In olden times the function of doctor and barber was one and the same profession. These people not only shaved men’s beards off but also lanced boils and excised tumours because they had such good knives. All respectable men shaved every day, he said; it was a good custom to go to the barber’s and talk to one’s fellow-citizens about the common good and the needs of the nation while one was waiting one’s turn; so it was money well spent that went to barbers, whether by day or by night.

The next person to speak was a lean man with a face the colour of yellowing parchment, wearing a frock-coat, lorgnettes, and an enormously high collar. He submitted that although medical treatment and shaving had gone together in former times, and it could be argued to a certain extent that shaving was actually a cure for a beard, it could hardly by its very nature be called moral, Christian, or in accordance with socialism to let someone else wait upon one in this way: that was tantamount to making another man your slave, or at least your servant. Such degrading service ill became any of the parties concerned, both the one who accepted it and the one who offered it; service of this kind had no place except within the family.

It was quite true: people ought to go about clean-shaven; but it was equally true to say that people ought to shave themselves. There was only one possible excuse for going to someone else to have one’s hair and beard seen to, and that was if one suffered from ringworm or beard-rash, in which case one ought to see a doctor. This speaker said he wanted to emphasize that the views he was putting forward that evening about immoral and antisocial behaviour were in complete accordance with the Communist Manifesto which Marx and Engels had brought out in 1848 and with other doctrines from London, and finally with the revisionary theories of Bernstein.

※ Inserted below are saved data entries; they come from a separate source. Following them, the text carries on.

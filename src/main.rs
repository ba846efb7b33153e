mod cli;

fn main() {
    match cli::run() {
        Ok(status) => std::process::exit(status.code()),
        Err(e) => {
            eprintln!("error: {e}");
            std::process::exit(1);
        }
    }
}
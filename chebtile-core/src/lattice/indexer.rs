//! Per-domain index conversion.
//!
//! [`LatticeIndexer`] answers every coordinate question a domain asks:
//!
//! | Question | Method |
//! |----------|--------|
//! | Which local index is the k-th interior cell? | [`interior_cell`](LatticeIndexer::interior_cell) |
//! | Is a local index in the ghost margin? | [`is_interior`](LatticeIndexer::is_interior) |
//! | Which tile holds an interior index? | [`tile_of`](LatticeIndexer::tile_of) |
//! | Where is a local index in the whole lattice? | [`global_site`](LatticeIndexer::global_site), [`global_index`](LatticeIndexer::global_index) |
//! | Which domain owns a global index? | [`owner_of_global`](LatticeIndexer::owner_of_global) |
//!
//! Domains are numbered with axis 0 fastest, as are tiles inside a domain.

use std::sync::Arc;

use super::{LatticeGeometry, Layout, MAX_DIM, NGHOSTS, Site};
use crate::error::LatticeError;

/// A ghost cell and the interior cell of the domain that feeds it.
#[derive(Debug, Clone, Copy, PartialEq, Eq)]
pub struct GhostSource {
    /// Ghost index in this domain's local layout.
    pub local: usize,
    /// Domain owning the mirrored cell.
    pub owner: usize,
    /// Index of the mirrored cell in the owner's local layout.
    pub owner_local: usize,
}

/// Index conversion for one domain.
#[derive(Debug, Clone)]
pub struct LatticeIndexer {
    geometry: Arc<LatticeGeometry>,
    id: usize,
    /// Global cell coordinate of this domain's first interior cell.
    origin: [isize; MAX_DIM],
    /// Local indices of every site of each tile, tiles in sweep order.
    tiles: Vec<Vec<usize>>,
    /// Tile id per local index, `usize::MAX` in the ghost margin.
    tile_map: Vec<usize>,
    ghosts: Vec<GhostSource>,
    /// Ghost cells beyond an open boundary: always zero.
    open_ghosts: Vec<usize>,
}

impl LatticeIndexer {
    /// Builds the indexer of domain `id`.
    ///
    /// # Errors
    ///
    /// Returns [`LatticeError::UnknownDomain`] if `id` is out of range.
    pub fn new(geometry: Arc<LatticeGeometry>, id: usize) -> Result<Self, LatticeError> {
        let count = geometry.domain_count();
        if id >= count {
            return Err(LatticeError::UnknownDomain { domain: id, count });
        }
        Ok(Self::for_domain(geometry, id))
    }

    /// Builds one indexer per domain.
    pub fn all(geometry: &Arc<LatticeGeometry>) -> Vec<Self> {
        (0..geometry.domain_count())
            .map(|id| Self::for_domain(Arc::clone(geometry), id))
            .collect()
    }

    /// `id` must be below `geometry.domain_count()`.
    fn for_domain(geometry: Arc<LatticeGeometry>, id: usize) -> Self {
        debug_assert!(id < geometry.domain_count(), "domain {id} out of range");
        let dim = geometry.dim();
        let mut origin = [0isize; MAX_DIM];
        let mut rest = id;
        for axis in 0..dim {
            let d = rest % geometry.divisions()[axis];
            rest /= geometry.divisions()[axis];
            origin[axis] = (d * geometry.interior()[axis]) as isize;
        }

        let mut indexer = Self {
            geometry,
            id,
            origin,
            tiles: Vec::new(),
            tile_map: Vec::new(),
            ghosts: Vec::new(),
            open_ghosts: Vec::new(),
        };
        indexer.build_maps();
        indexer
    }

    fn build_maps(&mut self) {
        let local = self.geometry.local_layout().clone();
        let tile_layout = self.geometry.tile_layout().clone();
        let edge = self.geometry.tile_edge() as isize;

        self.tiles = vec![Vec::new(); self.geometry.tile_count()];
        self.tile_map = vec![usize::MAX; local.size()];

        for index in 0..local.size() {
            let site = local.site(index);
            if self.site_is_interior(&site) {
                let mut tile_site = [0isize; MAX_DIM + 1];
                for axis in 0..local.dim() {
                    tile_site[axis] = (site[axis] - NGHOSTS as isize) / edge;
                }
                let tile = tile_layout.index(&tile_site) as usize;
                self.tiles[tile].push(index);
                self.tile_map[index] = tile;
            } else {
                match self.global_index(index) {
                    Some(global) => {
                        let source = GhostSource {
                            local: index,
                            owner: self.owner_of_global(global),
                            owner_local: self.local_of_global(global),
                        };
                        self.ghosts.push(source);
                    }
                    None => self.open_ghosts.push(index),
                }
            }
        }
    }

    fn site_is_interior(&self, site: &Site) -> bool {
        let dims = self.geometry.local_layout().dims();
        (0..self.geometry.dim()).all(|axis| {
            let x = site[axis];
            x >= NGHOSTS as isize && x < (dims[axis] - NGHOSTS) as isize
        })
    }

    /// Shared lattice geometry.
    pub fn geometry(&self) -> &Arc<LatticeGeometry> {
        &self.geometry
    }

    /// Id of the domain this indexer describes.
    #[inline]
    pub fn domain_id(&self) -> usize {
        self.id
    }

    /// Ghost-inclusive local layout.
    #[inline]
    pub fn local_layout(&self) -> &Layout {
        self.geometry.local_layout()
    }

    /// Interior unit cells of this domain.
    #[inline]
    pub fn interior_cells(&self) -> usize {
        self.geometry.interior_cells()
    }

    /// Local index of interior cell `cell` (orbital 0), cells numbered with
    /// axis 0 fastest.
    pub fn interior_cell(&self, cell: usize) -> usize {
        debug_assert!(cell < self.interior_cells());
        let interior = self.geometry.interior();
        let mut site = [0isize; MAX_DIM + 1];
        let mut rest = cell;
        for (axis, &ld) in interior.iter().enumerate() {
            site[axis] = (rest % ld + NGHOSTS) as isize;
            rest /= ld;
        }
        self.local_layout().index(&site) as usize
    }

    /// True if `local` lies in the interior, false in the ghost margin.
    #[inline]
    pub fn is_interior(&self, local: usize) -> bool {
        self.tile_map[local] != usize::MAX
    }

    /// Tile holding the interior index `local`.
    #[inline]
    pub fn tile_of(&self, local: usize) -> usize {
        debug_assert!(self.is_interior(local), "index {local} is a ghost");
        self.tile_map[local]
    }

    /// Number of tiles in this domain.
    #[inline]
    pub fn tile_count(&self) -> usize {
        self.tiles.len()
    }

    /// Local indices of every site (all orbitals) of `tile`.
    #[inline]
    pub fn tile_sites(&self, tile: usize) -> &[usize] {
        &self.tiles[tile]
    }

    /// Ghost cells mirrored from a domain, with their source.
    #[inline]
    pub fn ghost_sources(&self) -> &[GhostSource] {
        &self.ghosts
    }

    /// Ghost cells beyond an open boundary.
    #[inline]
    pub fn open_ghosts(&self) -> &[usize] {
        &self.open_ghosts
    }

    /// Unwrapped global coordinates of `local`.
    ///
    /// Ghost cells get coordinates outside `[0, L)` where they cross the
    /// lattice edge, so differences between nearby sites stay small.
    pub fn global_site(&self, local: usize) -> Site {
        let mut site = self.local_layout().site(local);
        for axis in 0..self.geometry.dim() {
            site[axis] += self.origin[axis] - NGHOSTS as isize;
        }
        site
    }

    /// Global linear index of `local`, wrapped across periodic edges.
    ///
    /// Returns `None` for ghost cells beyond an open boundary.
    pub fn global_index(&self, local: usize) -> Option<usize> {
        let mut site = self.global_site(local);
        let lengths = self.geometry.lengths();
        for axis in 0..self.geometry.dim() {
            let length = lengths[axis] as isize;
            if self.geometry.is_periodic(axis) {
                site[axis] = site[axis].rem_euclid(length);
            } else if site[axis] < 0 || site[axis] >= length {
                return None;
            }
        }
        Some(self.geometry.global_layout().index(&site) as usize)
    }

    /// Domain owning the global index `global`.
    pub fn owner_of_global(&self, global: usize) -> usize {
        let site = self.geometry.global_layout().site(global);
        let mut owner = 0usize;
        let mut stride = 1usize;
        for axis in 0..self.geometry.dim() {
            owner += (site[axis] as usize / self.geometry.interior()[axis]) * stride;
            stride *= self.geometry.divisions()[axis];
        }
        owner
    }

    /// Local index of `global` in the layout of the domain that owns it.
    pub fn local_of_global(&self, global: usize) -> usize {
        let mut site = self.geometry.global_layout().site(global);
        for axis in 0..self.geometry.dim() {
            let ld = self.geometry.interior()[axis] as isize;
            site[axis] = site[axis] % ld + NGHOSTS as isize;
        }
        self.local_layout().index(&site) as usize
    }

    /// Local index of the cell at the center of the local layout, orbital 0.
    pub fn center(&self) -> usize {
        let dims = self.local_layout().dims();
        let mut site = [0isize; MAX_DIM + 1];
        for axis in 0..self.geometry.dim() {
            site[axis] = (dims[axis] / 2) as isize;
        }
        self.local_layout().index(&site) as usize
    }
}
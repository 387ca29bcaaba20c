//! Incremental mean of complex samples.

use num_complex::Complex64;
use serde::{Deserialize, Serialize};

/// Running mean updated as `avg += (x − avg) / (n + 1)`.
///
/// The stored value is a valid average after every sample, and no growing
/// sum is ever formed.
#[derive(Debug, Clone, Copy, Default, PartialEq, Serialize, Deserialize)]
pub struct RunningAverage {
    mean: Complex64,
    count: u64,
}

impl RunningAverage {
    /// An empty average (mean zero).
    pub fn new() -> Self {
        Self::default()
    }

    /// Folds one sample in.
    #[inline]
    pub fn push(&mut self, sample: Complex64) {
        self.mean += (sample - self.mean) / (self.count + 1) as f64;
        self.count += 1;
    }

    /// Current mean.
    #[inline]
    pub fn mean(&self) -> Complex64 {
        self.mean
    }

    /// Samples folded so far.
    #[inline]
    pub fn count(&self) -> u64 {
        self.count
    }
}
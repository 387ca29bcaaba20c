//! Green's-function kernel coefficients of the Chebyshev expansion.

use num_complex::Complex64;

/// `green(n, σ, E) = 2σ / √(1 − E²) · i · exp(−iσ · n · acos E)`.
///
/// `energy` carries the broadening in its imaginary part.
pub fn green(n: usize, sigma: i32, energy: Complex64) -> Complex64 {
    let i = Complex64::i();
    let sq = (1.0 - energy * energy).sqrt();
    let exponent = -(f64::from(sigma) * n as f64) * energy.acos() * i;
    2.0 * f64::from(sigma) / sq * i * exponent.exp()
}

/// Weight of moment `n` in the single-shot recursion.
///
/// `Im(green(n, +1, E)) / (1 + [n == 0])`: the zeroth moment enters the
/// Chebyshev series with half weight.
#[inline]
pub fn moment_weight(n: usize, energy: Complex64) -> f64 {
    let weight = green(n, 1, energy).im;
    if n == 0 { weight / 2.0 } else { weight }
}
//! Structural vacancies of one domain.
//!
//! A vacancy is a site removed from the Hamiltonian. Its amplitude is forced
//! to zero after every multiply, and bonds pointing into it are never handed
//! across a domain boundary.

use std::collections::HashSet;

use num_complex::Complex64;

use crate::lattice::LatticeIndexer;

/// Vacant sites of one domain, in local indices.
#[derive(Debug, Clone, Default, PartialEq, Eq)]
pub struct VacancyMap {
    sites: HashSet<usize>,
    /// Vacancies per tile, for zeroing during the sweep.
    by_tile: Vec<Vec<usize>>,
}

impl VacancyMap {
    /// A domain without vacancies.
    pub fn empty(indexer: &LatticeIndexer) -> Self {
        Self {
            sites: HashSet::new(),
            by_tile: vec![Vec::new(); indexer.tile_count()],
        }
    }

    /// Builds the map from interior local indices. Ghost indices are ignored.
    pub fn from_sites(indexer: &LatticeIndexer, sites: impl IntoIterator<Item = usize>) -> Self {
        let mut map = Self::empty(indexer);
        for site in sites {
            if indexer.is_interior(site) && map.sites.insert(site) {
                map.by_tile[indexer.tile_of(site)].push(site);
            }
        }
        map
    }

    /// True if `site` is vacant.
    #[inline]
    pub fn contains(&self, site: usize) -> bool {
        self.sites.contains(&site)
    }

    /// Number of vacancies.
    pub fn len(&self) -> usize {
        self.sites.len()
    }

    /// True if the domain has no vacancies.
    pub fn is_empty(&self) -> bool {
        self.sites.is_empty()
    }

    /// Zeroes every vacancy of `tile` in `buffer`.
    #[inline]
    pub fn zero_tile(&self, tile: usize, buffer: &mut [Complex64]) {
        if let Some(sites) = self.by_tile.get(tile) {
            for &site in sites {
                buffer[site] = Complex64::new(0.0, 0.0);
            }
        }
    }

    /// Zeroes `site` if it is vacant.
    #[inline]
    pub fn zero_if_vacant(&self, site: usize, buffer: &mut [Complex64]) {
        if self.contains(site) {
            buffer[site] = Complex64::new(0.0, 0.0);
        }
    }
}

After him there appeared another speaker, in his own way no less erudite, who put forward quite opposite views on the matter. This was a red-haired, half-bald man with a dishevelled moustache and a soiled collar and rather few teeth; he had a comfortable paunch and took snuff, and the points of his waistcoat stood out like pig’s ears. As everyone knew, he said, he had been
studiosus
perpetuus
in Copenhagen for thirty-five years, and he had never before heard such opinions expressed. He said he had no intention of arguing with people on the basis of communism and other London doctrines, nor the revisionary theories of Bernstein, nor even on the basis of Christianity, whether or not shaving was a curing of beards; but he would permit himself to contend that if this were so, then it was a singularly unsupernatural cure, consisting simply of applying soap to people’s faces in order to facilitate the removal of the beard, which was a considerably more agreeable treatment than trying to cure headaches by smearing people’s faces with warm cow-dung, as had been customary in Iceland for a very long time, even though the esteemed previous speaker, bank-manager, socialist, and theologian had so far not criticized this practice.